AP survey: China's lending bubble could threaten US and global economies if not defused


WASHINGTON (AP) -- Just as the global economy has all but recovered from debt-fueled crises in the United States and Europe, economists have a new worry: China. They see a lending bubble there that threatens global growth unless Beijing defuses it.
That's the view that emerges from an Associated Press survey this month of 30 economists. Still, the economists remain optimistic that Beijing's high-stakes drive to reform its economy — the world's second-largest — will bolster Chinese banks, ease the lending bubble and benefit U.S. exporters in the long run.
"They've really got to change the way they do business," said William Cheney, chief economist at John Hancock Asset Management. "But they have a good track record of doing just that. I'm an optimist about their ability to make this transition."

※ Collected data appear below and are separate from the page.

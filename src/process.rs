//! Bounded external tool invocation
//!
//! Clipboard and input backends shell out to small helpers (wl-copy,
//! xdotool, osascript, ...). Every invocation goes through here so a hung
//! helper is killed after the configured timeout instead of stalling the
//! pipeline.

use std::process::Stdio;
use std::time::Duration;
use tokio::io::AsyncWriteExt;
use tokio::process::Command;

/// Captured result of a finished helper
#[derive(Debug)]
pub struct ToolOutput {
    pub success: bool,
    pub stdout: String,
    pub stderr: String,
}

/// Why a helper did not produce output
#[derive(Debug)]
pub enum ToolFailure {
    /// The binary is not installed
    NotFound,
    /// Spawn or pipe error
    Io(std::io::Error),
    /// Killed after exceeding the timeout
    TimedOut,
}

/// Run `program` with `args`, optionally feeding `stdin`, and wait at most
/// `timeout` for it to exit.
pub async fn run_tool(
    program: &str,
    args: &[&str],
    stdin: Option<&str>,
    timeout: Duration,
) -> Result<ToolOutput, ToolFailure> {
    let mut child = Command::new(program)
        .args(args)
        .stdin(if stdin.is_some() {
            Stdio::piped()
        } else {
            Stdio::null()
        })
        .stdout(Stdio::piped())
        .stderr(Stdio::piped())
        .kill_on_drop(true)
        .spawn()
        .map_err(|e| {
            if e.kind() == std::io::ErrorKind::NotFound {
                ToolFailure::NotFound
            } else {
                ToolFailure::Io(e)
            }
        })?;

    let run = async {
        if let (Some(text), Some(mut pipe)) = (stdin, child.stdin.take()) {
            pipe.write_all(text.as_bytes()).await?;
            // Close stdin to signal EOF
            drop(pipe);
        }
        child.wait_with_output().await
    };

    match tokio::time::timeout(timeout, run).await {
        Ok(Ok(output)) => Ok(ToolOutput {
            success: output.status.success(),
            stdout: String::from_utf8_lossy(&output.stdout).into_owned(),
            stderr: String::from_utf8_lossy(&output.stderr).trim().to_string(),
        }),
        Ok(Err(e)) => Err(ToolFailure::Io(e)),
        // Dropping the future drops the child, which kills it
        Err(_) => {
            tracing::warn!("{} timed out after {}ms", program, timeout.as_millis());
            Err(ToolFailure::TimedOut)
        }
    }
}

/// Run a clipboard writer that may fork to keep serving the selection
///
/// wl-copy and xclip leave a background child holding the output pipes, so
/// only the exit status of the direct child is awaited.
pub async fn run_writer(
    program: &str,
    args: &[&str],
    stdin: &str,
    timeout: Duration,
) -> Result<bool, ToolFailure> {
    let mut child = Command::new(program)
        .args(args)
        .stdin(Stdio::piped())
        .stdout(Stdio::null())
        .stderr(Stdio::null())
        .kill_on_drop(true)
        .spawn()
        .map_err(|e| {
            if e.kind() == std::io::ErrorKind::NotFound {
                ToolFailure::NotFound
            } else {
                ToolFailure::Io(e)
            }
        })?;

    let run = async {
        if let Some(mut pipe) = child.stdin.take() {
            pipe.write_all(stdin.as_bytes()).await?;
            drop(pipe);
        }
        child.wait().await
    };

    match tokio::time::timeout(timeout, run).await {
        Ok(Ok(status)) => Ok(status.success()),
        Ok(Err(e)) => Err(ToolFailure::Io(e)),
        Err(_) => {
            tracing::warn!("{} timed out after {}ms", program, timeout.as_millis());
            Err(ToolFailure::TimedOut)
        }
    }
}

/// Whether `program` resolves on PATH
pub fn tool_exists(program: &str) -> bool {
    which::which(program).is_ok()
}

#[cfg(all(test, unix))]
mod tests {
    use super::*;

    #[tokio::test]
    async fn test_missing_tool() {
        let result = run_tool(
            "textfix-definitely-not-installed",
            &[],
            None,
            Duration::from_secs(1),
        )
        .await;
        assert!(matches!(result, Err(ToolFailure::NotFound)));
    }

    #[tokio::test]
    async fn test_stdin_round_trip() {
        let output = run_tool("cat", &[], Some("héllo"), Duration::from_secs(5))
            .await
            .unwrap();
        assert!(output.success);
        assert_eq!(output.stdout, "héllo");
    }

    #[tokio::test]
    async fn test_timeout_kills_tool() {
        let result = run_tool("sleep", &["5"], None, Duration::from_millis(100)).await;
        assert!(matches!(result, Err(ToolFailure::TimedOut)));
    }

    #[tokio::test]
    async fn test_nonzero_exit_reports_stderr() {
        let output = run_tool(
            "sh",
            &["-c", "echo broken >&2; exit 3"],
            None,
            Duration::from_secs(5),
        )
        .await
        .unwrap();
        assert!(!output.success);
        assert_eq!(output.stderr, "broken");
    }

    #[tokio::test]
    async fn test_writer_reports_status() {
        let ok = run_writer("sh", &["-c", "cat > /dev/null"], "text", Duration::from_secs(5))
            .await
            .unwrap();
        assert!(ok);

        let failed = run_writer("sh", &["-c", "exit 1"], "", Duration::from_secs(5))
            .await
            .unwrap();
        assert!(!failed);
    }

    #[test]
    fn test_tool_exists() {
        assert!(tool_exists("sh"));
        assert!(!tool_exists("textfix-definitely-not-installed"));
    }
}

The source of concern is a surge in lending by Chinese banks. The lending was initially encouraged by the government during the 2008 global financial crisis to fuel growth. Big state-owned banks financed construction of homes, railroads and office towers. But much of the lending was directed by local officials for pet projects rather than to meet business needs.

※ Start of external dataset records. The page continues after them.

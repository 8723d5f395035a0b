//! Chord delivery through external helper tools

use super::{Chord, InputSimulator};
use crate::error::InputError;
use crate::platform::Platform;
use crate::process::{run_tool, tool_exists, ToolFailure};
use std::time::Duration;

// Linux input event codes used by ydotool
const KEY_LEFTCTRL: u16 = 29;
const KEY_C: u16 = 46;
const KEY_V: u16 = 47;

/// Helper tool that sends the keystrokes
#[derive(Debug, Clone, Copy, PartialEq, Eq)]
pub enum ChordTool {
    Xdotool,
    Ydotool,
    Osascript,
    Powershell,
}

impl ChordTool {
    pub fn for_platform(platform: Platform) -> Self {
        match platform {
            Platform::MacOs => ChordTool::Osascript,
            Platform::Windows => ChordTool::Powershell,
            Platform::Wayland => ChordTool::Ydotool,
            Platform::X11 => ChordTool::Xdotool,
        }
    }

    pub fn program(&self) -> &'static str {
        match self {
            ChordTool::Xdotool => "xdotool",
            ChordTool::Ydotool => "ydotool",
            ChordTool::Osascript => "osascript",
            ChordTool::Powershell => "powershell",
        }
    }

    /// Command-line arguments that press and release the chord
    pub fn args(&self, chord: Chord) -> Vec<String> {
        let letter = chord.letter();
        match self {
            // --clearmodifiers releases the user's still-held hotkey modifiers
            ChordTool::Xdotool => vec![
                "key".to_string(),
                "--clearmodifiers".to_string(),
                format!("ctrl+{}", letter),
            ],
            // Format: key_code:1 (press) then key_code:0 (release)
            ChordTool::Ydotool => {
                let key = match chord {
                    Chord::Copy => KEY_C,
                    Chord::Paste => KEY_V,
                };
                vec![
                    "key".to_string(),
                    format!("{}:1", KEY_LEFTCTRL),
                    format!("{}:1", key),
                    format!("{}:0", key),
                    format!("{}:0", KEY_LEFTCTRL),
                ]
            }
            ChordTool::Osascript => vec![
                "-e".to_string(),
                format!(
                    r#"tell application "System Events" to keystroke "{}" using command down"#,
                    letter
                ),
            ],
            ChordTool::Powershell => vec![
                "-NoProfile".to_string(),
                "-NonInteractive".to_string(),
                "-Command".to_string(),
                format!(
                    "$shell = New-Object -ComObject WScript.Shell; $shell.SendKeys('^{}')",
                    letter
                ),
            ],
        }
    }

    /// Map a failed run's stderr onto a specific error
    fn classify_failure(&self, stderr: &str) -> InputError {
        let lower = stderr.to_lowercase();
        match self {
            ChordTool::Ydotool
                if lower.contains("socket") || lower.contains("connect") || lower.contains("daemon") =>
            {
                InputError::YdotoolNotRunning
            }
            ChordTool::Osascript
                if lower.contains("not allowed")
                    || lower.contains("assistive")
                    || lower.contains("accessibility")
                    || lower.contains("1002") =>
            {
                InputError::PermissionDenied
            }
            _ => InputError::Failed {
                tool: self.program(),
                message: if stderr.is_empty() {
                    "exited with error".to_string()
                } else {
                    stderr.to_string()
                },
            },
        }
    }
}

/// Chord simulator backed by one helper tool
pub struct CommandSimulator {
    tool: ChordTool,
    timeout: Duration,
}

impl CommandSimulator {
    pub fn new(tool: ChordTool, timeout: Duration) -> Self {
        Self { tool, timeout }
    }
}

#[async_trait::async_trait]
impl InputSimulator for CommandSimulator {
    async fn send_chord(&self, chord: Chord) -> Result<(), InputError> {
        let program = self.tool.program();
        let args = self.tool.args(chord);
        let arg_refs: Vec<&str> = args.iter().map(String::as_str).collect();

        let output = run_tool(program, &arg_refs, None, self.timeout)
            .await
            .map_err(|failure| match failure {
                ToolFailure::NotFound => InputError::ToolNotFound(program),
                ToolFailure::TimedOut => InputError::Timeout {
                    tool: program,
                    timeout_ms: self.timeout.as_millis() as u64,
                },
                ToolFailure::Io(e) => InputError::Failed {
                    tool: program,
                    message: e.to_string(),
                },
            })?;

        if !output.success {
            return Err(self.tool.classify_failure(&output.stderr));
        }

        tracing::debug!("Sent {:?} chord via {}", chord, program);
        Ok(())
    }

    fn is_available(&self) -> bool {
        tool_exists(self.tool.program())
    }

    fn name(&self) -> &'static str {
        self.tool.program()
    }
}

On Monday, the International Monetary Fund issued a warning about China's private debt. It released a report citing "rising vulnerabilities" in China's financial system, including lending outside traditional banks. Lending by that "shadow" banking system now equals one-quarter of China's economy, the report said.
The IMF also pointed to recent defaults in credit card and other debt sold to investors by banks and heavy debts owed by local governments.
If it continues, "this could spark adverse financial market reaction both in China and globally," the IMF said.
The bubble has caused land prices in China to double in five years, according to an estimate by Nomura, a Japanese bank. Outstanding credit surged from 130 percent of the economy in 2008 to 200 percent in 2013, according to Capital Economics, a forecasting firm.
When debt has built up that fast in the past — as in the United States during the housing bubble — financial crises have typically followed.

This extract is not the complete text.